*** Supplied information Section Begins ***

use super::*;
use rand::prelude::*;
use rand::rngs::SmallRng;
use std::collections::HashSet;

fn get_rand() -> SmallRng {
    SmallRng::seed_from_u64(0xdeadbeef)
}

fn table(size: f64) -> Quadtree {
    Quadtree::new(Rectangle::from_size(size, size), 4).unwrap()
}

#[test]
fn insertions() {
    let mut tree = table(128.0);

    assert!(tree.insert(Point::new(16, 32)));
    assert_eq!(tree.len(), 1);
    assert!(tree.contains(&Point::new(16, 32)));
}

#[test]
fn insert_outside_fails() {
    let mut tree = table(128.0);

    assert!(!tree.insert(Point::new(-1, 32)));
    assert!(!tree.insert(Point::new(16, 129)));
    assert!(tree.insert(Point::new(128, 128)), "boundary is inclusive");
    assert_eq!(tree.len(), 1);
}

#[test]
fn rejects_degenerate_construction() {
    assert_eq!(
        Quadtree::new(Rectangle::from_size(10.0, 10.0), 0).unwrap_err(),
        Error::InvalidCapacity
    );
    assert!(matches!(
        Quadtree::new(Rectangle::from_size(0.0, 10.0), 4),
        Err(Error::DegenerateBoundary { .. })
    ));
    assert!(matches!(
        Quadtree::new(Rectangle::from_size(10.0, std::f64::NAN), 4),
        Err(Error::DegenerateBoundary { .. })
    ));
}

#[test]
fn huge_capacity_does_not_preallocate() {
    let mut tree = Quadtree::new(Rectangle::from_size(10.0, 10.0), std::usize::MAX).unwrap();

    for i in 0..10 {
        assert!(tree.insert(Point::new(i, i)));
    }
    assert_eq!(tree.capacity(), std::usize::MAX);
    assert!(!tree.is_divided());
    assert_eq!(tree.len(), 10);
}

#[test]
fn splits_past_capacity() {
    let mut tree = table(128.0);

    for i in 0..4 {
        tree.insert(Point::new(i, i));
    }
    assert!(!tree.is_divided());

    tree.insert(Point::new(100, 100));
    assert!(tree.is_divided());
    assert_eq!(tree.len(), 5);
}

#[test]
fn coincident_points_do_not_recurse_forever() {
    let mut tree = table(128.0);

    for _ in 0..1000 {
        assert!(tree.insert(Point::new(7, 7)));
    }
    assert_eq!(tree.len(), 1000);
    assert_eq!(tree.iter().count(), 1000);

    for _ in 0..1000 {
        assert!(tree.remove(&Point::new(7, 7)));
    }
    assert!(tree.is_empty());
    assert!(!tree.remove(&Point::new(7, 7)));
}

#[test]
fn insert_remove_inverse() {
    let mut rng = get_rand();
    let mut tree = table(256.0);

    for _ in 0..512 {
        tree.insert(Point::new(rng.gen_range(0, 256), rng.gen_range(0, 256)));
    }
    let before = tree.len();

    let p = Point::new(300, 300);
    assert!(!tree.remove(&p), "removing a missing point is a no-op");
    assert_eq!(tree.len(), before);

    let p = Point::new(255, 0);
    let existing = tree.iter().filter(|q| *q == p).count();
    tree.insert(p);
    assert!(tree.remove(&p));
    assert_eq!(tree.len(), before);
    assert_eq!(tree.iter().filter(|q| *q == p).count(), existing);
}

#[test]
fn remove_all() {
    let mut rng = get_rand();
    let mut tree = table(256.0);

    let points = (0..1000)
        .map(|_| Point::new(rng.gen_range(0, 256), rng.gen_range(0, 256)))
        .collect::<Vec<_>>();
    assert_eq!(tree.extend(points.iter().cloned()), points.len());

    for (i, p) in points.iter().enumerate() {
        assert!(tree.remove(p), "{:?}", p);
        assert_eq!(tree.len(), points.len() - i - 1);
    }
    assert_eq!(tree.iter().count(), 0);
}

#[test]
fn iter_yields_every_point_once() {
    let mut rng = get_rand();
    let mut tree = table(512.0);
    let mut points = HashSet::new();

    while points.len() < 2048 {
        let p = Point::new(rng.gen_range(0, 512), rng.gen_range(0, 512));
        if points.insert(p) {
            tree.insert(p);
        }
    }

    let visited = tree.iter().collect::<Vec<_>>();
    assert_eq!(visited.len(), points.len());
    assert_eq!(visited.iter().cloned().collect::<HashSet<_>>(), points);

    // deterministic
    assert_eq!(visited, (&tree).into_iter().collect::<Vec<_>>());
}

#[test]
fn iter_visits_own_points_before_children() {
    let mut tree = Quadtree::new(Rectangle::from_size(100.0, 100.0), 1).unwrap();

    tree.insert(Point::new(10, 10)); // root
    tree.insert(Point::new(90, 90)); // se
    tree.insert(Point::new(10, 90)); // sw
    tree.insert(Point::new(90, 10)); // ne
    tree.insert(Point::new(20, 20)); // nw

    let order = tree.iter().collect::<Vec<_>>();
    assert_eq!(
        order,
        vec![
            Point::new(10, 10),
            Point::new(90, 10),
            Point::new(20, 20),
            Point::new(90, 90),
            Point::new(10, 90),
        ]
    );
}

#[test]
fn test_range_query_all() {
    let mut rng = get_rand();
    let mut tree = table(128.0);

    for _ in 0..256 {
        tree.insert(Point::new(rng.gen_range(0, 128), rng.gen_range(0, 128)));
    }

    let mut res = Vec::new();
    // sqrt a^2 + b^2 = 90.5; where a = 64 and b = 64
    tree.query(&Circle::new(64.0, 64.0, 91.0), &mut res);
    assert_eq!(res.len(), 256);

    res.clear();
    tree.query(&Rectangle::from_size(128.0, 128.0), &mut res);
    assert_eq!(res.len(), 256);
}

#[test]
fn test_range_query_partial() {
    let mut tree = table(32.0);

    for p in [
        Point::new(8, 6),
        Point::new(9, 10),
        Point::new(11, 8),
        Point::new(6, 8),
        // lets put some outside the query range
        Point::new(16, 8),
        Point::new(12, 11),
        Point::new(0, 0),
        Point::new(15, 20),
    ]
    .iter()
    {
        tree.insert(*p);
    }

    let mut res = Vec::new();
    tree.query(&Circle::new(8.0, 8.0, 3.0), &mut res);

    let res = res.into_iter().collect::<HashSet<_>>();
    let expected = [
        Point::new(8, 6),
        Point::new(9, 10),
        Point::new(11, 8),
        Point::new(6, 8),
    ]
    .iter()
    .cloned()
    .collect::<HashSet<_>>();
    assert_eq!(res, expected);
}

#[test]
fn query_visits_children_nw_ne_sw_se() {
    let mut tree = Quadtree::new(Rectangle::from_size(100.0, 100.0), 1).unwrap();

    tree.insert(Point::new(5, 5)); // root
    tree.insert(Point::new(90, 10)); // ne
    tree.insert(Point::new(20, 20)); // nw
    tree.insert(Point::new(90, 90)); // se
    tree.insert(Point::new(10, 90)); // sw
    assert!(tree.is_divided());

    let mut res = Vec::new();
    tree.query(&Rectangle::from_size(100.0, 100.0), &mut res);
    assert_eq!(
        res,
        vec![
            Point::new(5, 5),
            Point::new(20, 20),
            Point::new(90, 10),
            Point::new(10, 90),
            Point::new(90, 90),
        ]
    );

    res.clear();
    // leaves out the root point at a distance of 63.6
    tree.query(&Circle::new(50.0, 50.0, 60.0), &mut res);
    assert_eq!(
        res,
        vec![
            Point::new(20, 20),
            Point::new(90, 10),
            Point::new(10, 90),
            Point::new(90, 90),
        ]
    );
}

fn check_query_soundness<Q: Queryable>(tree: &Quadtree, range: &Q) {
    let mut res = Vec::new();
    tree.query(range, &mut res);

    for p in res.iter() {
        assert!(range.contains(p), "{:?} is not in range", p);
    }

    let expected = tree.iter().filter(|p| range.contains(p)).count();
    assert_eq!(res.len(), expected, "the query missed some points");
}

#[test]
fn query_soundness_rand() {
    let mut rng = get_rand();

    for _ in 0..32 {
        let mut tree = Quadtree::new(Rectangle::from_size(400.0, 300.0), rng.gen_range(1, 32))
            .unwrap();
        for _ in 0..rng.gen_range(0, 2000) {
            tree.insert(Point::new(rng.gen_range(0, 401), rng.gen_range(0, 301)));
        }

        for _ in 0..16 {
            let circle = Circle::new(
                rng.gen_range(-50.0, 450.0),
                rng.gen_range(-50.0, 350.0),
                rng.gen_range(0.0, 120.0),
            );
            check_query_soundness(&tree, &circle);

            let rect = Rectangle::new(
                rng.gen_range(-50.0, 450.0),
                rng.gen_range(-50.0, 350.0),
                rng.gen_range(0.0, 200.0),
                rng.gen_range(0.0, 200.0),
            );
            check_query_soundness(&tree, &rect);
        }
    }
}

#[test]
fn clear_empties_the_tree() {
    let mut rng = get_rand();
    let mut tree = table(128.0);

    for _ in 0..100 {
        tree.insert(Point::new(rng.gen_range(0, 128), rng.gen_range(0, 128)));
    }
    tree.clear();

    assert!(tree.is_empty());
    assert_eq!(tree.iter().count(), 0);
    assert!(tree.insert(Point::new(1, 1)));
    assert_eq!(tree.len(), 1);
}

*** Supplied information Section Ends ***

* [Work instructions]
Among the entries above, which lines include "order"? List them all.

* [Result of the exercise]
    let order = tree.iter().collect::<Vec<_>>();
        order,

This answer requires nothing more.